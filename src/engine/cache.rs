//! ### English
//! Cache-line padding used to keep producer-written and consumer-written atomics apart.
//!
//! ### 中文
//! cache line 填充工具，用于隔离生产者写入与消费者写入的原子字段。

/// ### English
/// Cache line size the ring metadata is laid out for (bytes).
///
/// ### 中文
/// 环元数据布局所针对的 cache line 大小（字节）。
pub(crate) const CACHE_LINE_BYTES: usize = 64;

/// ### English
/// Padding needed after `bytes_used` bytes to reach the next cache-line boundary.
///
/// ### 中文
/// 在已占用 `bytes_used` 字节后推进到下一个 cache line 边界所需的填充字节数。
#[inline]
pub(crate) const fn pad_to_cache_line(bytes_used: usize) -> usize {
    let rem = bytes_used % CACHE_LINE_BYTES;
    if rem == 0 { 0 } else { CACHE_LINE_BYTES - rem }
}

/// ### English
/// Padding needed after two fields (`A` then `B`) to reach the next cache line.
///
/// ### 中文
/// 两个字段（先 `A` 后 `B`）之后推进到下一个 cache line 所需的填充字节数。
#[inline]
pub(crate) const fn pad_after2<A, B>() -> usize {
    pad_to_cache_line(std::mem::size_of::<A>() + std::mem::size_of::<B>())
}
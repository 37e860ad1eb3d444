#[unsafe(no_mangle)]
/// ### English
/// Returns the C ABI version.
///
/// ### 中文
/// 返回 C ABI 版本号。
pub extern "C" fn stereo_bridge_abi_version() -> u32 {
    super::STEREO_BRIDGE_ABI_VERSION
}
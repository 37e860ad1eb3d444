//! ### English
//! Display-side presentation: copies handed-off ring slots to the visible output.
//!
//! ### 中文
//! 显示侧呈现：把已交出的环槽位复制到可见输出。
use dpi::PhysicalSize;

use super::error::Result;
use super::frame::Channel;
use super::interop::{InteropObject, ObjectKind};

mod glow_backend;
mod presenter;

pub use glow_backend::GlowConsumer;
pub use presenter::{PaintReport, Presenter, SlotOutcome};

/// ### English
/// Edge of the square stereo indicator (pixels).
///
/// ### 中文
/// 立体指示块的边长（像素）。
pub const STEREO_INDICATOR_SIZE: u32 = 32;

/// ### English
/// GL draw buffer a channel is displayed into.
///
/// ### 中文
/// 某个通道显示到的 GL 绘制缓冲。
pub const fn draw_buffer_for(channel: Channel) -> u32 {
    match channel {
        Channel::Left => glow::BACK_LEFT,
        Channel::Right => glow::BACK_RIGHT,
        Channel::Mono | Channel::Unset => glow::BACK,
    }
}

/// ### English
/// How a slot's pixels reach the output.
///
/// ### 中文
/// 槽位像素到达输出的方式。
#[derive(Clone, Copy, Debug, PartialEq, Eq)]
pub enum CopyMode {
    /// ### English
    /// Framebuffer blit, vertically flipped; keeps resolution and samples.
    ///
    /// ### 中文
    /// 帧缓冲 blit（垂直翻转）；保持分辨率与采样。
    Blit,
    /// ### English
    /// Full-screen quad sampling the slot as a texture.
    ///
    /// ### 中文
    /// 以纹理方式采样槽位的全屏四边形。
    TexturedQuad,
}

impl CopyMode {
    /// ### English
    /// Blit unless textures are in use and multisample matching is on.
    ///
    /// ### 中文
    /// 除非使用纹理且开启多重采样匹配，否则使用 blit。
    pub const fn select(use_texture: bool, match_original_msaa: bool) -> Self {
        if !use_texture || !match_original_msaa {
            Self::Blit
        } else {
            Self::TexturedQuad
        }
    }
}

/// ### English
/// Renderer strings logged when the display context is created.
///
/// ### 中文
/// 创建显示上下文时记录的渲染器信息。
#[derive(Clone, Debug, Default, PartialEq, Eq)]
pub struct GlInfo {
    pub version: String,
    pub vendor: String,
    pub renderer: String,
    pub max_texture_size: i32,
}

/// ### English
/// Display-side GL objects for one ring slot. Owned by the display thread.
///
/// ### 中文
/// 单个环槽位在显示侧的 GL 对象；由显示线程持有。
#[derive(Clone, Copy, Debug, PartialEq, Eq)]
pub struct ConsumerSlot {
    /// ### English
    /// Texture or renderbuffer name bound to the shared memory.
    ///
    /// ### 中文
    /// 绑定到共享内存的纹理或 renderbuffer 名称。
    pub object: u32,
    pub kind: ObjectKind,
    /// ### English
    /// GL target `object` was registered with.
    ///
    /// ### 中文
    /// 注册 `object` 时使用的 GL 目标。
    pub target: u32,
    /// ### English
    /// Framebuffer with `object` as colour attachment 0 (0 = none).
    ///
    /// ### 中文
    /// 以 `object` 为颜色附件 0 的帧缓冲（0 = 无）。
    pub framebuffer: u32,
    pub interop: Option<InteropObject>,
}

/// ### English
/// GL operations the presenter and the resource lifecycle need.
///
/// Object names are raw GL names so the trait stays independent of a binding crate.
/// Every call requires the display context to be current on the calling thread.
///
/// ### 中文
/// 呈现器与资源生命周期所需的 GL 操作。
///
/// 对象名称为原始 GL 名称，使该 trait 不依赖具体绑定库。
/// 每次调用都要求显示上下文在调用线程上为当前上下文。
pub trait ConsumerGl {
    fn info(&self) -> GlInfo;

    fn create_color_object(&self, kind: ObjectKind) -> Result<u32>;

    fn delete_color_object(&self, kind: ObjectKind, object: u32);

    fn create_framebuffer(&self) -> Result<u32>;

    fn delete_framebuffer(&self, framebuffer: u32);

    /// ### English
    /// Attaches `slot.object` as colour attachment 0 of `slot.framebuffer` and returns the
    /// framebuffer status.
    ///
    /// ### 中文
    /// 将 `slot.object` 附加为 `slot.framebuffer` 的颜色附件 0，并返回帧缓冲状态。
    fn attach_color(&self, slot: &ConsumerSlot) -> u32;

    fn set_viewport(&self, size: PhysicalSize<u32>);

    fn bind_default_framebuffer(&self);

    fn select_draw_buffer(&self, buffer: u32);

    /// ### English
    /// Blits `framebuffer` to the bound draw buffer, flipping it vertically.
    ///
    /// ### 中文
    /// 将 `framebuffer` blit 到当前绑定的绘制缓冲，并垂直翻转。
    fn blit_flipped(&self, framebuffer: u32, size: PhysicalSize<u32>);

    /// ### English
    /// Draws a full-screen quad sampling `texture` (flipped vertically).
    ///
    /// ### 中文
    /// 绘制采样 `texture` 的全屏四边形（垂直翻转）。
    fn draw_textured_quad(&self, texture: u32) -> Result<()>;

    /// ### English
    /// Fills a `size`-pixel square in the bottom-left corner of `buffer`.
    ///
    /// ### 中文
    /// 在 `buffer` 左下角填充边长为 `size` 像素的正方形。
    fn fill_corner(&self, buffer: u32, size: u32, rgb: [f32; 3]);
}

| Problem description |
What is needed is the full listing, reproduced exactly.

| Answer section |
filename src/engine/cache.rs
//! ### English
//! Cache-line padding used to keep producer-written and consumer-written atomics apart.
//!
//! ### 中文
//! cache line 填充工具，用于隔离生产者写入与消费者写入的原子字段。

/// ### English
/// Cache line size the ring metadata is laid out for (bytes).
///
/// ### 中文
/// 环元数据布局所针对的 cache line 大小（字节）。
pub(crate) const CACHE_LINE_BYTES: usize = 64;

/// ### English
/// Padding needed after `bytes_used` bytes to reach the next cache-line boundary.
///
/// ### 中文
/// 在已占用 `bytes_used` 字节后推进到下一个 cache line 边界所需的填充字节数。
#[inline]
pub(crate) const fn pad_to_cache_line(bytes_used: usize) -> usize {
    let rem = bytes_used % CACHE_LINE_BYTES;
    if rem == 0 { 0 } else { CACHE_LINE_BYTES - rem }
}

/// ### English
/// Padding needed after two fields (`A` then `B`) to reach the next cache line.
///
/// ### 中文
/// 两个字段（先 `A` 后 `B`）之后推进到下一个 cache line 所需的填充字节数。
#[inline]
pub(crate) const fn pad_after2<A, B>() -> usize {
    pad_to_cache_line(std::mem::size_of::<A>() + std::mem::size_of::<B>())
}
repository 37e860ad1eb3d444
#[unsafe(no_mangle)]
/// ### English
/// Returns the C ABI version.
///
/// ### 中文
/// 返回 C ABI 版本号。
pub extern "C" fn stereo_bridge_abi_version() -> u32 {
    super::STEREO_BRIDGE_ABI_VERSION
}
repository 37e860ad1eb3d444
//! ### English
//! Display-side presentation: copies handed-off ring slots to the visible output.
//!
//! ### 中文
//! 显示侧呈现：把已交出的环槽位复制到可见输出。
use dpi::PhysicalSize;

use super::error::Result;
use super::frame::Channel;
use super::interop::{InteropObject, ObjectKind};

mod glow_backend;
mod presenter;

pub use glow_backend::GlowConsumer;
pub use presenter::{PaintReport, Presenter, SlotOutcome};

/// ### English
/// Edge of the square stereo indicator (pixels).
///
/// ### 中文
/// 立体指示块的边长（像素）。
pub const STEREO_INDICATOR_SIZE: u32 = 32;

/// ### English
/// GL draw buffer a channel is displayed into.
///
/// ### 中文
/// 某个通道显示到的 GL 绘制缓冲。
pub const fn draw_buffer_for(channel: Channel) -> u32 {
    match channel {
        Channel::Left => glow::BACK_LEFT,
        Channel::Right => glow::BACK_RIGHT,
        Channel::Mono | Channel::Unset => glow::BACK,
    }
}

/// ### English
/// How a slot's pixels reach the output.
///
/// ### 中文
/// 槽位像素到达输出的方式。
#[derive(Clone, Copy, Debug, PartialEq, Eq)]
pub enum CopyMode {
    /// ### English
    /// Framebuffer blit, vertically flipped; keeps resolution and samples.
    ///
    /// ### 中文
    /// 帧缓冲 blit（垂直翻转）；保持分辨率与采样。
    Blit,
    /// ### English
    /// Full-screen quad sampling the slot as a texture.
    ///
    /// ### 中文
    /// 以纹理方式采样槽位的全屏四边形。
    TexturedQuad,
}

impl CopyMode {
    /// ### English
    /// Blit unless textures are in use and multisample matching is on.
    ///
    /// ### 中文
    /// 除非使用纹理且开启多重采样匹配，否则使用 blit。
    pub const fn select(use_texture: bool, match_original_msaa: bool) -> Self {
        if !use_texture || !match_original_msaa {
            Self::Blit
        } else {
            Self::TexturedQuad
        }
    }
}

/// ### English
/// Renderer strings logged when the display context is created.
///
/// ### 中文
/// 创建显示上下文时记录的渲染器信息。
#[derive(Clone, Debug, Default, PartialEq, Eq)]
pub struct GlInfo {
    pub version: String,
    pub vendor: String,
    pub renderer: String,
    pub max_texture_size: i32,
}

/// ### English
/// Display-side GL objects for one ring slot. Owned by the display thread.
///
/// ### 中文
/// 单个环槽位在显示侧的 GL 对象；由显示线程持有。
#[derive(Clone, Copy, Debug, PartialEq, Eq)]
pub struct ConsumerSlot {
    /// ### English
    /// Texture or renderbuffer name bound to the shared memory.
    ///
    /// ### 中文
    /// 绑定到共享内存的纹理或 renderbuffer 名称。
    pub object: u32,
    pub kind: ObjectKind,
    /// ### English
    /// GL target `object` was registered with.
    ///
    /// ### 中文
    /// 注册 `object` 时使用的 GL 目标。
    pub target: u32,
    /// ### English
    /// Framebuffer with `object` as colour attachment 0 (0 = none).
    ///
    /// ### 中文
    /// 以 `object` 为颜色附件 0 的帧缓冲（0 = 无）。
    pub framebuffer: u32,
    pub interop: Option<InteropObject>,
}

/// ### English
/// GL operations the presenter and the resource lifecycle need.
///
/// Object names are raw GL names so the trait stays independent of a binding crate.
/// Every call requires the display context to be current on the calling thread.
///
/// ### 中文
/// 呈现器与资源生命周期所需的 GL 操作。
///
/// 对象名称为原始 GL 名称，使该 trait 不依赖具体绑定库。
/// 每次调用都要求显示上下文在调用线程上为当前上下文。
pub trait ConsumerGl {
    fn info(&self) -> GlInfo;

    fn create_color_object(&self, kind: ObjectKind) -> Result<u32>;

    fn delete_color_object(&self, kind: ObjectKind, object: u32);

    fn create_framebuffer(&self) -> Result<u32>;

    fn delete_framebuffer(&self, framebuffer: u32);

    /// ### English
    /// Attaches `slot.object` as colour attachment 0 of `slot.framebuffer` and returns the
    /// framebuffer status.
    ///
    /// ### 中文
    /// 将 `slot.object` 附加为 `slot.framebuffer` 的颜色附件 0，并返回帧缓冲状态。
    fn attach_color(&self, slot: &ConsumerSlot) -> u32;

    fn set_viewport(&self, size: PhysicalSize<u32>);

    fn bind_default_framebuffer(&self);

    fn select_draw_buffer(&self, buffer: u32);

    /// ### English
    /// Blits `framebuffer` to the bound draw buffer, flipping it vertically.
    ///
    /// ### 中文
    /// 将 `framebuffer` blit 到当前绑定的绘制缓冲，并垂直翻转。
    fn blit_flipped(&self, framebuffer: u32, size: PhysicalSize<u32>);

    /// ### English
    /// Draws a full-screen quad sampling `texture` (flipped vertically).
    ///
    /// ### 中文
    /// 绘制采样 `texture` 的全屏四边形（垂直翻转）。
    fn draw_textured_quad(&self, texture: u32) -> Result<()>;

    /// ### English
    /// Fills a `size`-pixel square in the bottom-left corner of `buffer`.
    ///
    /// ### 中文
    /// 在 `buffer` 左下角填充边长为 `size` 像素的正方形。
    fn fill_corner(&self, buffer: u32, size: u32, rgb: [f32; 3]);
}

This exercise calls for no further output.